Prevalence and diagnostic value of non-criteria antiphospholipid antibodies for antiphospholipid syndrome in Chinese patients

• Published in: Frontiers in immunology Vol. 14; p. 1107510
• Main Authors: Li, Siting, Bai, Yina, Meng, Jingjing, Wang, Qian, Tian, Xinping, Li, Mengtao, Zeng, Xiaofeng, Zhao, Jiuliang, Hu, Chaojun
• Format: Journal Article
• Language: English
• Published: Switzerland Frontiers Media S.A 12.04.2023
• Subjects: Antibodies, Antiphospholipid; antiphospholipid antibody syndrome; Antiphospholipid Syndrome - complications; Antiphospholipid Syndrome - diagnosis; Antiphospholipid Syndrome - epidemiology; East Asian People; extra-criteria manifestation; Female; Humans; Immunoglobulin A; Immunoglobulin G; Immunoglobulin M; Immunology; Lupus Erythematosus, Systemic; non-criteria antiphospholipid antibody; Penicillamine; Pregnancy; pregnancy morbidity; Prevalence; thrombosis; non-criteria antiphospholipid antibody; thrombosis; antiphospholipid antibody syndrome; pregnancy morbidity; extra-criteria manifestation
• ISSN: 1664-3224; 1664-3224
• DOI: 10.3389/fimmu.2023.1107510

The presence of antiphospholipid antibodies (aPLs) plays a pivotal role in the pathogenesis of antiphospholipid antibody syndrome (APS).
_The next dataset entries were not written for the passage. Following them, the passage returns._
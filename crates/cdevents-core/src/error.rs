//! Error types for CDEvents construction, conversion and validation

use thiserror::Error;

use crate::schema::SchemaViolation;

#[derive(Error, Debug)]
pub enum CDEventError {
    /// A required field was missing or empty when building an event.
    #[error("invalid argument: {0}")]
    InvalidArgument(String),

    /// No event class is registered for the type string.
    #[error("unknown event type: {event_type}")]
    UnknownEventType { event_type: String },

    /// The envelope or its data does not match the expected event shape.
    #[error("malformed payload: {0}")]
    MalformedPayload(String),

    /// A registered event type has no schema document.
    #[error("no schema found for {event_type} (lookup key: {key})")]
    SchemaNotFound { event_type: String, key: String },

    /// A schema document could not be compiled.
    #[error("invalid schema {key}: {reason}")]
    InvalidSchema { key: String, reason: String },

    #[error("{event_type} failed schema validation with {} violation(s)", violations.len())]
    SchemaValidationFailed {
        event_type: String,
        violations: Vec<SchemaViolation>,
    },

    #[error("serialization error: {0}")]
    Serialization(#[from] serde_json::Error),

    #[error("io error: {0}")]
    Io(#[from] std::io::Error),
}

impl CDEventError {
    pub fn invalid_argument(msg: impl Into<String>) -> Self {
        Self::InvalidArgument(msg.into())
    }

    pub fn malformed(msg: impl Into<String>) -> Self {
        Self::MalformedPayload(msg.into())
    }

    pub fn unknown_type(event_type: impl Into<String>) -> Self {
        Self::UnknownEventType {
            event_type: event_type.into(),
        }
    }
}

/// Result type for CDEvents operations
pub type Result<T> = std::result::Result<T, CDEventError>;

/// Fail with `InvalidArgument` when `value` is empty or whitespace only.
pub(crate) fn require_non_empty(field: &str, value: &str) -> Result<()> {
    if value.trim().is_empty() {
        return Err(CDEventError::invalid_argument(format!(
            "{field} must not be empty"
        )));
    }
    Ok(())
}
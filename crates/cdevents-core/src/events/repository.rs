//! Events under `dev.cdevents.repository`.

use serde::{Deserialize, Serialize};

use crate::cdevent::{CDEvent, EventFields};
use crate::error::{require_non_empty, Result};
use crate::subject::SubjectContent;

/// Content for a newly created repository; `name` and `url` are required.
#[derive(Debug, Clone, PartialEq, Eq, Serialize, Deserialize)]
#[serde(rename_all = "camelCase")]
pub struct RepositoryCreatedContent {
    pub name: String,
    #[serde(default, skip_serializing_if = "Option::is_none")]
    pub owner: Option<String>,
    pub url: String,
    #[serde(default, skip_serializing_if = "Option::is_none")]
    pub view_url: Option<String>,
}

impl RepositoryCreatedContent {
    pub fn new(name: impl Into<String>, url: impl Into<String>) -> Self {
        RepositoryCreatedContent {
            name: name.into(),
            owner: None,
            url: url.into(),
            view_url: None,
        }
    }

    pub fn with_owner(mut self, owner: impl Into<String>) -> Self {
        self.owner = Some(owner.into());
        self
    }

    pub fn with_view_url(mut self, view_url: impl Into<String>) -> Self {
        self.view_url = Some(view_url.into());
        self
    }
}

impl SubjectContent for RepositoryCreatedContent {
    const SUBJECT_TYPE: &'static str = "repository";

    fn validate(&self) -> Result<()> {
        require_non_empty("repository name", &self.name)?;
        require_non_empty("repository url", &self.url)
    }
}

/// Content for modified or deleted repositories.
#[derive(Debug, Clone, Default, PartialEq, Eq, Serialize, Deserialize)]
#[serde(rename_all = "camelCase")]
pub struct RepositoryContent {
    #[serde(default, skip_serializing_if = "Option::is_none")]
    pub name: Option<String>,
    #[serde(default, skip_serializing_if = "Option::is_none")]
    pub owner: Option<String>,
    #[serde(default, skip_serializing_if = "Option::is_none")]
    pub url: Option<String>,
    #[serde(default, skip_serializing_if = "Option::is_none")]
    pub view_url: Option<String>,
}

impl SubjectContent for RepositoryContent {
    const SUBJECT_TYPE: &'static str = "repository";
}

event_kind!(
    /// A source repository was created.
    RepositoryCreated, "repository", "created", RepositoryCreatedContent
);
event_kind!(RepositoryModified, "repository", "modified", RepositoryContent);
event_kind!(RepositoryDeleted, "repository", "deleted", RepositoryContent);

pub type RepositoryCreatedEvent = CDEvent<RepositoryCreated>;
pub type RepositoryModifiedEvent = CDEvent<RepositoryModified>;
pub type RepositoryDeletedEvent = CDEvent<RepositoryDeleted>;

pub fn new_repository_created_event(
    fields: EventFields,
    content: RepositoryCreatedContent,
) -> Result<RepositoryCreatedEvent> {
    CDEvent::new(fields, content)
}

pub fn new_repository_modified_event(
    fields: EventFields,
    content: RepositoryContent,
) -> Result<RepositoryModifiedEvent> {
    CDEvent::new(fields, content)
}

pub fn new_repository_deleted_event(
    fields: EventFields,
    content: RepositoryContent,
) -> Result<RepositoryDeletedEvent> {
    CDEvent::new(fields, content)
}

#[cfg(test)]
mod tests {
    use super::*;
    use chrono::Utc;

    #[test]
    fn test_repository_created_requires_url() {
        let fields = EventFields::new("ctx", "/scm", Utc::now(), "repo-1");
        let content = RepositoryCreatedContent::new("cdevents", "");
        assert!(new_repository_created_event(fields, content).is_err());
    }

    #[test]
    fn test_repository_created_wire_names() {
        let fields = EventFields::new("ctx", "/scm", Utc::now(), "repo-1");
        let content = RepositoryCreatedContent::new("cdevents", "https://example.org/cdevents")
            .with_view_url("https://example.org/cdevents/view");
        let json = new_repository_created_event(fields, content)
            .unwrap()
            .to_json()
            .unwrap();
        assert_eq!(
            json["subject"]["content"]["viewUrl"],
            "https://example.org/cdevents/view"
        );
        assert!(json["subject"]["content"].get("owner").is_none());
    }
}
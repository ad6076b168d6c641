//! Events under `dev.cdevents.service`: a running instance of an artifact in
//! an environment.

use serde::{Deserialize, Serialize};

use crate::cdevent::{CDEvent, EventFields};
use crate::error::{require_non_empty, Result};
use crate::subject::{Reference, SubjectContent};

/// Content for deployments, upgrades and rollbacks.
#[derive(Debug, Clone, PartialEq, Eq, Serialize, Deserialize)]
#[serde(rename_all = "camelCase")]
pub struct ServiceDeploymentContent {
    pub environment: Reference,
    /// PURL of the artifact now running.
    pub artifact_id: String,
}

impl ServiceDeploymentContent {
    pub fn new(environment: Reference, artifact_id: impl Into<String>) -> Self {
        ServiceDeploymentContent {
            environment,
            artifact_id: artifact_id.into(),
        }
    }
}

impl SubjectContent for ServiceDeploymentContent {
    const SUBJECT_TYPE: &'static str = "service";

    fn validate(&self) -> Result<()> {
        self.environment.validate("environment")?;
        require_non_empty("artifact id", &self.artifact_id)
    }
}

/// Content for removed or published services.
#[derive(Debug, Clone, PartialEq, Eq, Serialize, Deserialize)]
pub struct ServiceContent {
    pub environment: Reference,
}

impl SubjectContent for ServiceContent {
    const SUBJECT_TYPE: &'static str = "service";

    fn validate(&self) -> Result<()> {
        self.environment.validate("environment")
    }
}

event_kind!(ServiceDeployed, "service", "deployed", ServiceDeploymentContent);
event_kind!(ServiceUpgraded, "service", "upgraded", ServiceDeploymentContent);
event_kind!(ServiceRolledback, "service", "rolledback", ServiceDeploymentContent);
event_kind!(ServiceRemoved, "service", "removed", ServiceContent);
event_kind!(ServicePublished, "service", "published", ServiceContent);

pub type ServiceDeployedEvent = CDEvent<ServiceDeployed>;
pub type ServiceUpgradedEvent = CDEvent<ServiceUpgraded>;
pub type ServiceRolledbackEvent = CDEvent<ServiceRolledback>;
pub type ServiceRemovedEvent = CDEvent<ServiceRemoved>;
pub type ServicePublishedEvent = CDEvent<ServicePublished>;

pub fn new_service_deployed_event(
    fields: EventFields,
    environment: Reference,
    artifact_id: impl Into<String>,
) -> Result<ServiceDeployedEvent> {
    CDEvent::new(fields, ServiceDeploymentContent::new(environment, artifact_id))
}

pub fn new_service_upgraded_event(
    fields: EventFields,
    environment: Reference,
    artifact_id: impl Into<String>,
) -> Result<ServiceUpgradedEvent> {
    CDEvent::new(fields, ServiceDeploymentContent::new(environment, artifact_id))
}

pub fn new_service_rolledback_event(
    fields: EventFields,
    environment: Reference,
    artifact_id: impl Into<String>,
) -> Result<ServiceRolledbackEvent> {
    CDEvent::new(fields, ServiceDeploymentContent::new(environment, artifact_id))
}

pub fn new_service_removed_event(
    fields: EventFields,
    environment: Reference,
) -> Result<ServiceRemovedEvent> {
    CDEvent::new(fields, ServiceContent { environment })
}

pub fn new_service_published_event(
    fields: EventFields,
    environment: Reference,
) -> Result<ServicePublishedEvent> {
    CDEvent::new(fields, ServiceContent { environment })
}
This study aimed to examine the diagnostic value of a set of non-criteria aPLs and their relevance with APS-related criteria and extra-criteria manifestations. From a prospectively constructed database, consecutive APS patients consisting of 114 primary APS (PAPS group), 54 with APS secondary to SLE (SAPS group), 9 seronegative APS (SNAPS), as well as 209 patients with systemic lupus erythematosus (SLE) and 88 healthy controls were included in this study. Levels of criteria aPLs, baseline information, and APS-related criteria and extra-criteria features were extracted from the database. Serum levels of non-criteria aPLs including aPC IgG/IgM, aPI IgG/IgM, aPE IgG/IgM/IgA, aPG IgG/IgM/IgA, anti-phosphatidic acid (aPA) IgG/IgM, aSM IgG/IgM, and aPS/PT IgG/IgM were analyzed with AESKULISA® ELISA Test Kits. The addition of aPC IgG/M, aPI IgG/M, aPE IgG/M/A, aSM IgG/M, and aPA IgG/M to aCL or aβ2GPI IgG/M could significantly increase diagnostic sensitivity and accuracy. A significant difference between PAPS or SAPS and HC was presented in all non-criteria aPLs except for aSM IgM and aPG IgA. Eight out of nine SNAPS patients were positive for at least 1 aPL. Pregnancy morbidity was associated with aSM IgM (r = 0.22) and aSM IgG (r = 0.15). Pre-eclampsia or premature birth was associated with aSM IgG (r = 0.16), aPI IgG (r = 0.22), aPC IgG (r = 0.16), and aPG IgG (r = 0.18). Stroke was associated with aPI IgG (r = 0.2). The clinical association was also observed in DVT with aPS/PT IgG (r = 0.17). Valve lesion was positively associated with aSM IgM (Fisher test p = 0.039), APS nephropathy was associated with aPC IgG (OR 3.797), and livedo reticularis was associated with aPE IgM (OR 15.391). Additional detection of non-criteria aPLs including aPC IgG/M, aPE IgG/M/A, aPI IgG/M, aSM IgG/M, and aPA IgG/M could assist in APS diagnosis. The positivity of certain aPLs was statistically associated with both criteria and extra-criteria APS clinical manifestations.